Media competitors almost have to take notice.

“Now everybody has to compete with the BuzzFeeds of the world. Even CNN does stories on Internet cats,” Ben Lashes, the agent (yes, really) for web sensation Grumpy Cat, told Bloomberg.

Knowing that there will be dollars and a home for their productions, the owners of Stalking Cat, Dramatic Cat, and the myriad Proper Noun Cats have incentives to continue uploading footage of their pets committing acts of cuteness. (“Incentives matter,” any economist would say.)

It’s simply the nature of modern media that the animal kingdom rules the fascinations of us mere mammals. Give a quadruped a name, wrong it, and we cry outrage; make it a meme, share it, and we click; film it, upload it, and we laugh. Does all of this displace serious news? Not exactly.

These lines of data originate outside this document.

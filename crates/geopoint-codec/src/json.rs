//! GeoJSON `Point` codec.
//!
//! Output is always `{"type":"Point","coordinates":[lon,lat]}` with full
//! `f64` precision; decoding a value produced here gives back the same bits
//! for every finite coordinate.

use serde::Deserialize;
use serde_json::Value;

use geopoint_core::{Point, RawGeometry, TypedGeometry};

use crate::{CodecError, CodecResult};

/// Serialize a point as a GeoJSON geometry.
///
/// Fails with [`CodecError::InvalidGeometry`] if the point is absent or has
/// a non-finite coordinate (JSON has no NaN or infinity).
pub fn encode(point: Option<&Point>) -> CodecResult<String> {
    encode_geometry(point)
}

/// Serialize any [`TypedGeometry`] that is tagged as a point.
///
/// Fails with [`CodecError::InvalidGeometry`] if the geometry is absent, is
/// not tagged `"Point"`, does not carry two coordinates, or carries a
/// non-finite coordinate.
pub fn encode_geometry<G>(geom: Option<&G>) -> CodecResult<String>
where
    G: TypedGeometry + ?Sized,
{
    let Some(geom) = geom else {
        return Err(invalid("absent point".into()));
    };
    if !geom.is_point() {
        return Err(invalid(format!("expected type \"Point\", got {:?}", geom.kind())));
    }
    let point = match *geom.coordinates() {
        [lon, lat] => Point::new(lon, lat),
        ref other => return Err(invalid(format!("Point needs 2 coordinates, got {}", other.len()))),
    };
    if !point.is_finite() {
        return Err(invalid(format!("non-finite coordinates {point}")));
    }

    Ok(serde_json::to_string(&point)?)
}

/// Parse a GeoJSON `Point` geometry.
///
/// Malformed JSON is a [`CodecError::Parse`]; well-formed JSON that is not a
/// two-coordinate `Point` object is a [`CodecError::InvalidGeometry`].
pub fn decode(json: impl AsRef<[u8]>) -> CodecResult<Point> {
    let value: Value = serde_json::from_slice(json.as_ref())?;
    decode_value(value)
}

/// Same as [`decode`] for an already-parsed JSON value.
pub fn decode_value(value: Value) -> CodecResult<Point> {
    let raw = RawGeometry::deserialize(value).map_err(|e| invalid(e.to_string()))?;
    let point = Point::try_from(raw).inspect_err(|e| log::debug!("json decode rejected: {e}"))?;
    log::trace!("json decode: {point}");
    Ok(point)
}

fn invalid(reason: String) -> CodecError {
    log::debug!("json codec rejected: {reason}");
    CodecError::InvalidGeometry(reason)
}
//! `geopoint-core` — the longitude/latitude point value type.
//!
//! This crate has no `geopoint-*` dependencies and a single required
//! external one (`thiserror`), plus optional `serde`.  Encoding to bytes and
//! JSON lives in `geopoint-codec`.
//!
//! # What lives here
//!
//! | Module         | Contents                                                  |
//! |----------------|-----------------------------------------------------------|
//! | [`point`]      | `Point`, `TypedGeometry`, `RawGeometry`                   |
//! | [`distance`]   | planar approximation, haversine, `DistanceKind`           |
//! | [`error`]      | `PointError`, `PointResult`                               |
//!
//! # Absent points
//!
//! "No geometry yet" is `Option<Point>::None`.  Every operation that accepts
//! a possibly-absent point takes an `Option` and states what it does with
//! `None`; there is no null `Point`.
//!
//! # Feature flags
//!
//! | Flag    | Effect                                                     |
//! |---------|------------------------------------------------------------|
//! | `serde` | `Point` (de)serializes as a GeoJSON `Point` object; derives |
//!           | on `RawGeometry` and `DistanceKind`.                       |

pub mod distance;
pub mod error;
pub mod point;

#[cfg(test)]
mod tests;

// ── Re-exports ────────────────────────────────────────────────────────────────

pub use distance::{great_circle_km, planar_approx_km, DistanceKind};
pub use error::{PointError, PointResult};
pub use point::{Point, RawGeometry, TypedGeometry, POINT_KIND};
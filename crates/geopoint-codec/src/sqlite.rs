//! SQLite binding for the 25-byte point record (feature `sqlite`).
//!
//! `PointColumn` wraps a present point; use `Option<PointColumn>` for a
//! nullable column so SQL `NULL` reads and writes as an absent point.
//!
//! ```rust,ignore
//! conn.execute("INSERT INTO places (pos) VALUES (?1)", [PointColumn(p)])?;
//! let pos: Option<PointColumn> = conn.query_row("SELECT pos FROM places", [], |r| r.get(0))?;
//! ```

use std::borrow::Cow;

use rusqlite::types::{FromSql, FromSqlError, FromSqlResult, ToSql, ToSqlOutput, Value, ValueRef};

use geopoint_core::Point;

use crate::column::{self, ColumnValue};
use crate::{binary, CodecError};

/// A present point stored as a `BLOB` in the layout of [`crate::binary`].
#[derive(Copy, Clone, Debug, PartialEq)]
pub struct PointColumn(pub Point);

impl PointColumn {
    #[inline]
    pub fn into_inner(self) -> Point {
        self.0
    }
}

impl From<Point> for PointColumn {
    fn from(p: Point) -> Self {
        PointColumn(p)
    }
}

impl<'a> From<ValueRef<'a>> for ColumnValue<'a> {
    fn from(v: ValueRef<'a>) -> Self {
        match v {
            ValueRef::Null       => ColumnValue::Null,
            ValueRef::Integer(i) => ColumnValue::Integer(i),
            ValueRef::Real(f)    => ColumnValue::Real(f),
            ValueRef::Text(t)    => ColumnValue::Text(String::from_utf8_lossy(t)),
            ValueRef::Blob(b)    => ColumnValue::Blob(Cow::Borrowed(b)),
        }
    }
}

impl FromSql for PointColumn {
    fn column_result(value: ValueRef<'_>) -> FromSqlResult<Self> {
        match column::scan(&ColumnValue::from(value)) {
            Ok(p) => Ok(PointColumn(p)),
            Err(CodecError::InvalidType(_)) => Err(FromSqlError::InvalidType),
            Err(e) => Err(FromSqlError::Other(Box::new(e))),
        }
    }
}

impl ToSql for PointColumn {
    fn to_sql(&self) -> rusqlite::Result<ToSqlOutput<'_>> {
        let record = binary::encode(Some(&self.0))
            .map_err(|e| rusqlite::Error::ToSqlConversionFailure(Box::new(e)))?;
        Ok(ToSqlOutput::Owned(Value::Blob(record.to_vec())))
    }
}
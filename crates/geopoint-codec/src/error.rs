//! Error types for geopoint-codec.

use thiserror::Error;

use geopoint_core::PointError;

/// Errors produced while moving a point across a byte or JSON boundary.
#[derive(Debug, Error)]
pub enum CodecError {
    /// The column value handed to `scan` was not a byte sequence.
    #[error("invalid type: expected a byte sequence, got {0}")]
    InvalidType(&'static str),

    #[error("invalid length: a point record is {expected} bytes, got {actual}")]
    InvalidLength { expected: usize, actual: usize },

    #[error("invalid header: expected order marker 0 and type tag 1, got {order} and {kind}")]
    InvalidHeader { order: u8, kind: u8 },

    /// Encode was asked to write an absent point.
    #[error("invalid point: cannot encode an absent point")]
    InvalidPoint,

    #[error("invalid geometry: {0}")]
    InvalidGeometry(String),

    #[error("JSON parse error: {0}")]
    Parse(#[from] serde_json::Error),

    #[cfg(feature = "arrow")]
    #[error("Arrow error: {0}")]
    Arrow(#[from] arrow::error::ArrowError),
}

impl From<PointError> for CodecError {
    fn from(e: PointError) -> Self {
        CodecError::InvalidGeometry(e.to_string())
    }
}

/// Alias for `Result<T, CodecError>`.
pub type CodecResult<T> = Result<T, CodecError>;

The Chicago Tribune, the Los Angeles Times, the New York Daily News, CNN, The Atlantic and others all reported about the Memorial Day weekend violence in the Windy City.

But these creatures can certainly obscure and subordinate other reporting. Just as there is limited airtime for broadcast news, humans can only click or hit play on so many links and videos. They’re clearly attracted to the ones involving a critter, a creature of the wilderness, a resident of the zoo.